From the first line to the last, please write out the data exactly.

★ ★ ★ ★

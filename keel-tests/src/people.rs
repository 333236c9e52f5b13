use keel::{Engine, Failure, QueryContext, Record, Value};

/// Where clause selecting the people younger than the first argument.
pub const AGE_BELOW: &str = "age < $1";
/// Where clause selecting the people at least as old as the first argument.
pub const AGE_AT_LEAST: &str = "age >= $1";

#[derive(Record, Default, Debug, Clone, PartialEq)]
#[keel(table = "people")]
pub struct Person {
    #[keel(column = "id", primary_key)]
    pub id: i64,
    #[keel(column = "name")]
    pub name: String,
    #[keel(column = "age")]
    pub age: i32,
    #[keel(column = "nickname")]
    pub nickname: Option<String>,
    pub visits: u32,
}

fn person(name: &str, age: i32) -> Person {
    Person {
        name: name.into(),
        age,
        ..Default::default()
    }
}

fn names(people: &[Person]) -> Vec<&str> {
    people.iter().map(|p| p.name.as_str()).collect()
}

pub async fn people(engine: &Engine) {
    let by_id = engine.with_context(QueryContext::new().with_order("id"));

    // Setup
    let existing = engine
        .all::<Person>()
        .await
        .expect("Failed to list the existing people");
    for p in existing {
        engine
            .remove(&p)
            .await
            .expect("Failed to clear the people table");
    }

    // Create
    let mut people = [
        person("John", 9),
        person("Sarah", 27),
        person("James", 11),
        person("Monika", 12),
    ];
    for p in &mut people {
        engine.save(p).await.expect("Failed to save a person");
        assert_ne!(p.id, 0, "The generated key must be written back");
    }
    let [john, sarah, james, monika] = people.clone();
    assert!(john.id < sarah.id && sarah.id < james.id && james.id < monika.id);

    // Round trip
    let mut loaded = Person::default();
    engine
        .get(&mut loaded, sarah.id)
        .await
        .expect("Failed to get Sarah");
    assert_eq!(loaded, sarah);
    let mut loaded = Person::default();
    engine
        .get(&mut loaded, james.id as i32)
        .await
        .expect("Failed to get James with a narrower key");
    assert_eq!(loaded, james);

    // Update
    let mut changed = monika.clone();
    changed.nickname = Some("Moni".into());
    engine.save(&mut changed).await.expect("Failed to update Monika");
    assert_eq!(changed.id, monika.id, "Updating must not change the key");
    engine.save(&mut changed).await.expect("Failed to update Monika again");
    let all = by_id
        .all::<Person>()
        .await
        .expect("Failed to list the people")
        .into_result()
        .expect("Every person should decode");
    assert_eq!(all.len(), 4);
    assert_eq!(all[3], changed);
    changed.nickname = None;
    engine.save(&mut changed).await.expect("Failed to reset Monika");

    // Where
    let young = by_id
        .filter::<Person>(AGE_BELOW, &[12.into()])
        .await
        .expect("Failed to filter the young people")
        .into_result()
        .expect("Every person should decode");
    assert_eq!(names(&young), ["John", "James"]);
    let adults = by_id
        .filter::<Person>(AGE_AT_LEAST, &[12.into()])
        .await
        .expect("Failed to filter the older people")
        .into_result()
        .expect("Every person should decode");
    assert_eq!(names(&adults), ["Sarah", "Monika"]);

    // First
    let first: Person = by_id
        .first(AGE_BELOW, &[12.into()])
        .await
        .expect("Failed to find the first young person");
    assert_eq!(first, john);
    let first: Person = by_id
        .with_context(by_id.context().with_limit(100))
        .first(AGE_AT_LEAST, &[12.into()])
        .await
        .expect("Failed to find the first older person");
    assert_eq!(first, sarah);
    let error = by_id
        .first::<Person>(AGE_AT_LEAST, &[Value::Int32(Some(100))])
        .await
        .expect_err("Nobody is that old");
    assert!(Failure::is_not_found(&error));

    // Context
    let oldest = engine
        .with_context(QueryContext::new().with_order("age DESC").with_limit(2))
        .all::<Person>()
        .await
        .expect("Failed to list the oldest people");
    assert_eq!(names(&oldest.rows), ["Sarah", "Monika"]);
    let page = by_id
        .with_context(by_id.context().with_skip(1).with_limit(2))
        .all::<Person>()
        .await
        .expect("Failed to list a page of people");
    assert_eq!(names(&page.rows), ["Sarah", "James"]);

    // Remove
    engine.remove(&sarah).await.expect("Failed to remove Sarah");
    let all = by_id
        .all::<Person>()
        .await
        .expect("Failed to list the people");
    assert_eq!(names(&all.rows), ["John", "James", "Monika"]);
    let mut loaded = Person::default();
    let error = engine
        .get(&mut loaded, sarah.id)
        .await
        .expect_err("Sarah was removed");
    assert!(matches!(
        Failure::of(&error),
        Some(Failure::NotFound { table }) if table == "people"
    ));
    assert_eq!(loaded, Person::default(), "A failed get leaves the record as is");

    // Update of a missing row
    let mut ghost = sarah.clone();
    ghost.age = 28;
    engine
        .save(&mut ghost)
        .await
        .expect("Updating a missing row is not an error");
    let all = by_id
        .all::<Person>()
        .await
        .expect("Failed to list the people");
    assert_eq!(all.len(), 3);
}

★ ★ ★ ★

**Expected answer:**
filename keel-tests/src/people.rs
repository 333236c9e52f5b13
use keel::{Engine, Failure, QueryContext, Record, Value};

/// Where clause selecting the people younger than the first argument.
pub const AGE_BELOW: &str = "age < $1";
/// Where clause selecting the people at least as old as the first argument.
pub const AGE_AT_LEAST: &str = "age >= $1";

#[derive(Record, Default, Debug, Clone, PartialEq)]
#[keel(table = "people")]
pub struct Person {
    #[keel(column = "id", primary_key)]
    pub id: i64,
    #[keel(column = "name")]
    pub name: String,
    #[keel(column = "age")]
    pub age: i32,
    #[keel(column = "nickname")]
    pub nickname: Option<String>,
    pub visits: u32,
}

fn person(name: &str, age: i32) -> Person {
    Person {
        name: name.into(),
        age,
        ..Default::default()
    }
}

fn names(people: &[Person]) -> Vec<&str> {
    people.iter().map(|p| p.name.as_str()).collect()
}

pub async fn people(engine: &Engine) {
    let by_id = engine.with_context(QueryContext::new().with_order("id"));

    // Setup
    let existing = engine
        .all::<Person>()
        .await
        .expect("Failed to list the existing people");
    for p in existing {
        engine
            .remove(&p)
            .await
            .expect("Failed to clear the people table");
    }

    // Create
    let mut people = [
        person("John", 9),
        person("Sarah", 27),
        person("James", 11),
        person("Monika", 12),
    ];
    for p in &mut people {
        engine.save(p).await.expect("Failed to save a person");
        assert_ne!(p.id, 0, "The generated key must be written back");
    }
    let [john, sarah, james, monika] = people.clone();
    assert!(john.id < sarah.id && sarah.id < james.id && james.id < monika.id);

    // Round trip
    let mut loaded = Person::default();
    engine
        .get(&mut loaded, sarah.id)
        .await
        .expect("Failed to get Sarah");
    assert_eq!(loaded, sarah);
    let mut loaded = Person::default();
    engine
        .get(&mut loaded, james.id as i32)
        .await
        .expect("Failed to get James with a narrower key");
    assert_eq!(loaded, james);

    // Update
    let mut changed = monika.clone();
    changed.nickname = Some("Moni".into());
    engine.save(&mut changed).await.expect("Failed to update Monika");
    assert_eq!(changed.id, monika.id, "Updating must not change the key");
    engine.save(&mut changed).await.expect("Failed to update Monika again");
    let all = by_id
        .all::<Person>()
        .await
        .expect("Failed to list the people")
        .into_result()
        .expect("Every person should decode");
    assert_eq!(all.len(), 4);
    assert_eq!(all[3], changed);
    changed.nickname = None;
    engine.save(&mut changed).await.expect("Failed to reset Monika");

    // Where
    let young = by_id
        .filter::<Person>(AGE_BELOW, &[12.into()])
        .await
        .expect("Failed to filter the young people")
        .into_result()
        .expect("Every person should decode");
    assert_eq!(names(&young), ["John", "James"]);
    let adults = by_id
        .filter::<Person>(AGE_AT_LEAST, &[12.into()])
        .await
        .expect("Failed to filter the older people")
        .into_result()
        .expect("Every person should decode");
    assert_eq!(names(&adults), ["Sarah", "Monika"]);

    // First
    let first: Person = by_id
        .first(AGE_BELOW, &[12.into()])
        .await
        .expect("Failed to find the first young person");
    assert_eq!(first, john);
    let first: Person = by_id
        .with_context(by_id.context().with_limit(100))
        .first(AGE_AT_LEAST, &[12.into()])
        .await
        .expect("Failed to find the first older person");
    assert_eq!(first, sarah);
    let error = by_id
        .first::<Person>(AGE_AT_LEAST, &[Value::Int32(Some(100))])
        .await
        .expect_err("Nobody is that old");
    assert!(Failure::is_not_found(&error));

    // Context
    let oldest = engine
        .with_context(QueryContext::new().with_order("age DESC").with_limit(2))
        .all::<Person>()
        .await
        .expect("Failed to list the oldest people");
    assert_eq!(names(&oldest.rows), ["Sarah", "Monika"]);
    let page = by_id
        .with_context(by_id.context().with_skip(1).with_limit(2))
        .all::<Person>()
        .await
        .expect("Failed to list a page of people");
    assert_eq!(names(&page.rows), ["Sarah", "James"]);

    // Remove
    engine.remove(&sarah).await.expect("Failed to remove Sarah");
    let all = by_id
        .all::<Person>()
        .await
        .expect("Failed to list the people");
    assert_eq!(names(&all.rows), ["John", "James", "Monika"]);
    let mut loaded = Person::default();
    let error = engine
        .get(&mut loaded, sarah.id)
        .await
        .expect_err("Sarah was removed");
    assert!(matches!(
        Failure::of(&error),
        Some(Failure::NotFound { table }) if table == "people"
    ));
    assert_eq!(loaded, Person::default(), "A failed get leaves the record as is");

    // Update of a missing row
    let mut ghost = sarah.clone();
    ghost.age = 28;
    engine
        .save(&mut ghost)
        .await
        .expect("Updating a missing row is not an error");
    let all = by_id
        .all::<Person>()
        .await
        .expect("Failed to list the people");
    assert_eq!(all.len(), 3);
}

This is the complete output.